§ Try it: Find every line below with the word "IntoResponse". Then give only how many there are.

§ Raw data:
----
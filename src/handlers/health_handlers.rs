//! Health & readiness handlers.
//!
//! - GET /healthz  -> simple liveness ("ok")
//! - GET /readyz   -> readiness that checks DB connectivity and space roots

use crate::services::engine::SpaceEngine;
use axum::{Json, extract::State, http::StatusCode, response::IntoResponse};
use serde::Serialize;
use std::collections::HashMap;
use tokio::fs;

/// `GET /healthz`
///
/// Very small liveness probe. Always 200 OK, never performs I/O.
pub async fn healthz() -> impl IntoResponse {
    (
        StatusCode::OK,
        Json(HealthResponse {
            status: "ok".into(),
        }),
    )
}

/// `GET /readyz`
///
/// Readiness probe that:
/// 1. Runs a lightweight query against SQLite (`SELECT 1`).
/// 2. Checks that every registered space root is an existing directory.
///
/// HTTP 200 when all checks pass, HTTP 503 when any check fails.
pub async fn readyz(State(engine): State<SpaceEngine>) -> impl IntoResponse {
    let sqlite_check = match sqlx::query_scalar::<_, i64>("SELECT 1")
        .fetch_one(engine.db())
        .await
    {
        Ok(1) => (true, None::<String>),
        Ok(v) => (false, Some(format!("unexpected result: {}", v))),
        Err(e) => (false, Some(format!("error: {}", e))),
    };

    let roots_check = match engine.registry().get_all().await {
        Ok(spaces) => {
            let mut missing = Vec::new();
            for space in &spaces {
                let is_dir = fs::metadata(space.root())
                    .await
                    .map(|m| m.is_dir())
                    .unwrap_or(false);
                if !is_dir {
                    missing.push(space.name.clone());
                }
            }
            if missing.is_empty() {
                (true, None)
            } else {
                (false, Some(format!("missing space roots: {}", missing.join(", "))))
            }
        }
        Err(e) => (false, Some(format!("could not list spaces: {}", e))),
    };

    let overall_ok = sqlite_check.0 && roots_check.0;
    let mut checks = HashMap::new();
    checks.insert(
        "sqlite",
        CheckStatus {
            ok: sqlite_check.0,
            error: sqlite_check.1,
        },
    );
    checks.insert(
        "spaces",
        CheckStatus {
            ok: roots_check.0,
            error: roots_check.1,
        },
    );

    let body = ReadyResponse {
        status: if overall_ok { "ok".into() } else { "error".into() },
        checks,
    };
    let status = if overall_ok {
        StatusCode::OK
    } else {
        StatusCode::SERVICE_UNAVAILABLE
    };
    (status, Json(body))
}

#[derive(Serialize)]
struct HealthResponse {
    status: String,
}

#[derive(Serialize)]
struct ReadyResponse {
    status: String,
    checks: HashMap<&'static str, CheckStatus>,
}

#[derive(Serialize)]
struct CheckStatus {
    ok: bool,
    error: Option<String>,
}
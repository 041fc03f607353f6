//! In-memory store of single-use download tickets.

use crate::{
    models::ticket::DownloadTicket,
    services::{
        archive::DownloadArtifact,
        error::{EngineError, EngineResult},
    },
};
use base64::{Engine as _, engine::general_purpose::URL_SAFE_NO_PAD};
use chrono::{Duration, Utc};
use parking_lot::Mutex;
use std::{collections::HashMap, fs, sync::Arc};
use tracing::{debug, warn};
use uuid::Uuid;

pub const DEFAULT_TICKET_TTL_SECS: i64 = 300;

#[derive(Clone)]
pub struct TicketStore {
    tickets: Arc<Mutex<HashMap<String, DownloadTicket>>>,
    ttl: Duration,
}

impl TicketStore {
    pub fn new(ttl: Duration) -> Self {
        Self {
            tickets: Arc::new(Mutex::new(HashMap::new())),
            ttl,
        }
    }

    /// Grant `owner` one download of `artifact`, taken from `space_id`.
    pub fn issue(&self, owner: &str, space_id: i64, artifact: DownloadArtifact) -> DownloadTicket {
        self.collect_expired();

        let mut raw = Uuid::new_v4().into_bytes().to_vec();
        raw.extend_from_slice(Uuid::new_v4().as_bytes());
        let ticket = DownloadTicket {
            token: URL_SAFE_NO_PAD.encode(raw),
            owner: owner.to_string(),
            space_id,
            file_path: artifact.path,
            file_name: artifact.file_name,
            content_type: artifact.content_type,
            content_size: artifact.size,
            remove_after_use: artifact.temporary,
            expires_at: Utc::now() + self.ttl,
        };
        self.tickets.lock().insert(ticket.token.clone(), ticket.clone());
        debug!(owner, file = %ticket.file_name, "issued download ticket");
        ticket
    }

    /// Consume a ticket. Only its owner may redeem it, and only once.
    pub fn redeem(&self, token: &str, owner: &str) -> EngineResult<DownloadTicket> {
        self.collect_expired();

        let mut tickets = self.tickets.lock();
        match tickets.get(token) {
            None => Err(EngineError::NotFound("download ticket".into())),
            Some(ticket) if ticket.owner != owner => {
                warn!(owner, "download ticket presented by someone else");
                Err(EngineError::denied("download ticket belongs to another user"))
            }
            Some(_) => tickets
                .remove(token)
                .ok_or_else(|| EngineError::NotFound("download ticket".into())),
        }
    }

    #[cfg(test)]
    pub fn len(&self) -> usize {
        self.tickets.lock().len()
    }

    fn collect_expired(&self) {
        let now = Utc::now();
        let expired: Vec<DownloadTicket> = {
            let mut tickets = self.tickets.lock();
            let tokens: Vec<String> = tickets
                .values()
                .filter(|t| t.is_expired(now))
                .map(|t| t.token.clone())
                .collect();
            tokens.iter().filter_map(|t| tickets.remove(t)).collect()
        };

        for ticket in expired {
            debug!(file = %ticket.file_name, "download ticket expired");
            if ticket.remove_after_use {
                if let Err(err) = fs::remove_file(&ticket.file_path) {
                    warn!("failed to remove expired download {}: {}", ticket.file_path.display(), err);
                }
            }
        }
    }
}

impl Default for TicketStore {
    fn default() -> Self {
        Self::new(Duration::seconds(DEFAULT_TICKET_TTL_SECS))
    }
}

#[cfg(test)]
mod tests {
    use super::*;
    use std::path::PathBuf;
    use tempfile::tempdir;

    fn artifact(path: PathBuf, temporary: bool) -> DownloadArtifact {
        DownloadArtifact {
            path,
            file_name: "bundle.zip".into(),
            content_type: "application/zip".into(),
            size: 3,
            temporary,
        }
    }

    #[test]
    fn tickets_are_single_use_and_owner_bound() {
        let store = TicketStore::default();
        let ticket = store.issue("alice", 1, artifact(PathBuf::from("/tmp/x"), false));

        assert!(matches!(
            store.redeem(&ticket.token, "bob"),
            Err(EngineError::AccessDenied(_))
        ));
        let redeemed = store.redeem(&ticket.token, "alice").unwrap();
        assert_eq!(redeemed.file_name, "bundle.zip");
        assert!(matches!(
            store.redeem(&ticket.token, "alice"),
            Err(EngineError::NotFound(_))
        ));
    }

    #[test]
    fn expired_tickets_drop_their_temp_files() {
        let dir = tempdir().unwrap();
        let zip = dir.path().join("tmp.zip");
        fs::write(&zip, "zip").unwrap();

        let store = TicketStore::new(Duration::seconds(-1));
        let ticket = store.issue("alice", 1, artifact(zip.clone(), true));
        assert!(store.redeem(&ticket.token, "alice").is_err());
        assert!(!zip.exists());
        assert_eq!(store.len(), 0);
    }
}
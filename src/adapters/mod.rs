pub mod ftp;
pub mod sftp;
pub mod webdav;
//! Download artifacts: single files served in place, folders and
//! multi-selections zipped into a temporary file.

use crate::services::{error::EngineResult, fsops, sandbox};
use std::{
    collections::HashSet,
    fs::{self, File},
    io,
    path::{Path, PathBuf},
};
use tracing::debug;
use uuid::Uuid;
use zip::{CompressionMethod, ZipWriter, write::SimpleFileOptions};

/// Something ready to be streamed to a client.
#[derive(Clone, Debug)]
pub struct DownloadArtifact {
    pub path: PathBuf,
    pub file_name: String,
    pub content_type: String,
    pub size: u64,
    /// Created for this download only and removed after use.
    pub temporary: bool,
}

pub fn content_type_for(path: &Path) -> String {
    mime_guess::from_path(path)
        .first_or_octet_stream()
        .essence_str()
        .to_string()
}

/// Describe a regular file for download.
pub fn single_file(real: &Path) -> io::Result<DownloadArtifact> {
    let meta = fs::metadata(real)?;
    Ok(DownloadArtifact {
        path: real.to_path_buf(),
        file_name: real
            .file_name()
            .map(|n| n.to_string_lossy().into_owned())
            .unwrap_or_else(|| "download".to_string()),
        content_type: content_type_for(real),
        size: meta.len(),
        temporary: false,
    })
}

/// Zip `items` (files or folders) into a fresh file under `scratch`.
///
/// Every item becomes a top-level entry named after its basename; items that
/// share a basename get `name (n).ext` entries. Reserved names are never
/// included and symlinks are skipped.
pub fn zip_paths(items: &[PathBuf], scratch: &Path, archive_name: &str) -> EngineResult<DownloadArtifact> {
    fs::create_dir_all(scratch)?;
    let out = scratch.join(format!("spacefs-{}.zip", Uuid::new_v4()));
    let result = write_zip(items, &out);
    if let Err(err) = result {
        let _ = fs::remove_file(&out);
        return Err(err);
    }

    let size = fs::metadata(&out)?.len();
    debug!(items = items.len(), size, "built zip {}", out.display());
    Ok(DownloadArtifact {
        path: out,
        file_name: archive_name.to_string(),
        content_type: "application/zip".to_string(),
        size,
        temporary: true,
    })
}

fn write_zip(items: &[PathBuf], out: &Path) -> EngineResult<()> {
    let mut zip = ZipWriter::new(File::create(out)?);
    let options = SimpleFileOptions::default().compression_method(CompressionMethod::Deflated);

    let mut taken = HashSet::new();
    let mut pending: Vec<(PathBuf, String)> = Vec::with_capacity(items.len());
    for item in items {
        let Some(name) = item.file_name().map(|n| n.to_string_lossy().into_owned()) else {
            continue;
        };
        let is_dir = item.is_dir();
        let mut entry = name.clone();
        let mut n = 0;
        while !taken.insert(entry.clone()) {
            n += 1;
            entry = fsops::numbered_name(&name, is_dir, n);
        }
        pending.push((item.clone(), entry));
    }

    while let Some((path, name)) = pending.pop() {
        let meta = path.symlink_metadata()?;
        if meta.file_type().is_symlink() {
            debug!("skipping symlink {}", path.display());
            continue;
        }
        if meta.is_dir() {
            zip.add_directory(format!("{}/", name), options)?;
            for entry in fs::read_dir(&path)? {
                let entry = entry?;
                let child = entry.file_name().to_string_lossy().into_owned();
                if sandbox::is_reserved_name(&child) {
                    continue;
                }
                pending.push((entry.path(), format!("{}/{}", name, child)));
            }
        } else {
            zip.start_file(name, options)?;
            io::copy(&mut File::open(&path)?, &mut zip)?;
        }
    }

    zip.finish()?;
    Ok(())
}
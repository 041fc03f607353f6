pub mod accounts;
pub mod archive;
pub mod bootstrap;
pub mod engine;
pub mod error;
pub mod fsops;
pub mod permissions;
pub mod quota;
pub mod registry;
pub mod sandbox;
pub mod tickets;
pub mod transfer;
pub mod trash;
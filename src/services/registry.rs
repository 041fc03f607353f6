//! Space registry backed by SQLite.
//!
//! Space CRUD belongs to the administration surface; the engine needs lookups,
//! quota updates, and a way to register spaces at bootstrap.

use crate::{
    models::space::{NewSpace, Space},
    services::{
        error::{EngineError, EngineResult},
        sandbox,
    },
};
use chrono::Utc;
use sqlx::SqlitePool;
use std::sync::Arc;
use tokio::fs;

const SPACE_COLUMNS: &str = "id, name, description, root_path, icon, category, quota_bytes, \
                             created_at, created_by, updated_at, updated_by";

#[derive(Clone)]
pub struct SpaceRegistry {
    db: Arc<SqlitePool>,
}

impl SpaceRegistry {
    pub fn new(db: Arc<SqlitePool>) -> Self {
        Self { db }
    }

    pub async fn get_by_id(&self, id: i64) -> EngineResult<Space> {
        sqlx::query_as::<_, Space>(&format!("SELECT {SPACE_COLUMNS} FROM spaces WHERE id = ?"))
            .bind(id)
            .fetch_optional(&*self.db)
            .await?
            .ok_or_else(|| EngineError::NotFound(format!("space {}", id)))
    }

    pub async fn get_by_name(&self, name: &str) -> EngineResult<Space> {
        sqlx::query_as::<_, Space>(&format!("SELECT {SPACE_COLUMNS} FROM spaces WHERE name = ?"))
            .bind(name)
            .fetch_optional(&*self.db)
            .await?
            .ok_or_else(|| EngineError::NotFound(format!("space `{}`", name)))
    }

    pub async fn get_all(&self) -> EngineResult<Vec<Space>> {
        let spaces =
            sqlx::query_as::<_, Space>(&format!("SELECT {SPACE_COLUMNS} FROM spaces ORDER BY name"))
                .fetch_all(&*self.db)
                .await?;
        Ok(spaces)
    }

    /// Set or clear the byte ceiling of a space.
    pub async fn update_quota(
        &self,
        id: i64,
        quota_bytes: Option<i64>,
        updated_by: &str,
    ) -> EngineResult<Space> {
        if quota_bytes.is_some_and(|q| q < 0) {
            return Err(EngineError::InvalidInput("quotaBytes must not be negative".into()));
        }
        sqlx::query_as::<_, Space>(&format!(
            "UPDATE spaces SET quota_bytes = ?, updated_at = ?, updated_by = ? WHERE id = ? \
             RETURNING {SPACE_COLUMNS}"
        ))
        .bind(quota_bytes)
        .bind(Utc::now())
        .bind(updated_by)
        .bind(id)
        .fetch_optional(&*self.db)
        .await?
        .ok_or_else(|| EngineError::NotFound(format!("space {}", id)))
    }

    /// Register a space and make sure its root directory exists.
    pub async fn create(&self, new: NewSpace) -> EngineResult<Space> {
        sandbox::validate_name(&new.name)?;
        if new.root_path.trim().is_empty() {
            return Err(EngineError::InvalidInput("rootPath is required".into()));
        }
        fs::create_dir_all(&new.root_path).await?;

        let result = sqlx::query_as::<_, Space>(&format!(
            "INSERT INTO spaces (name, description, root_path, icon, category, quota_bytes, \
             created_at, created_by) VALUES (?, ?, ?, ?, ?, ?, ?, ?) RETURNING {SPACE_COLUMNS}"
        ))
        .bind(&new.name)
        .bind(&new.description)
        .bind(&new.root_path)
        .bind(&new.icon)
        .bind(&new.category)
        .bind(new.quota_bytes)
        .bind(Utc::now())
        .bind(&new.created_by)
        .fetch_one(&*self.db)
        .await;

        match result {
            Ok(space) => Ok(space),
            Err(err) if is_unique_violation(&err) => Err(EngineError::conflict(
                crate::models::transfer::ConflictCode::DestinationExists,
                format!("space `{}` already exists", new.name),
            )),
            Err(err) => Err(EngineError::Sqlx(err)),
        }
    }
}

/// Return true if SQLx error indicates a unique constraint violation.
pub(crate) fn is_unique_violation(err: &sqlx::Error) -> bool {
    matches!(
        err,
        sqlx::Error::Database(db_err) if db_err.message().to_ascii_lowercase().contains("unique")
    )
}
----
§ Your response: 3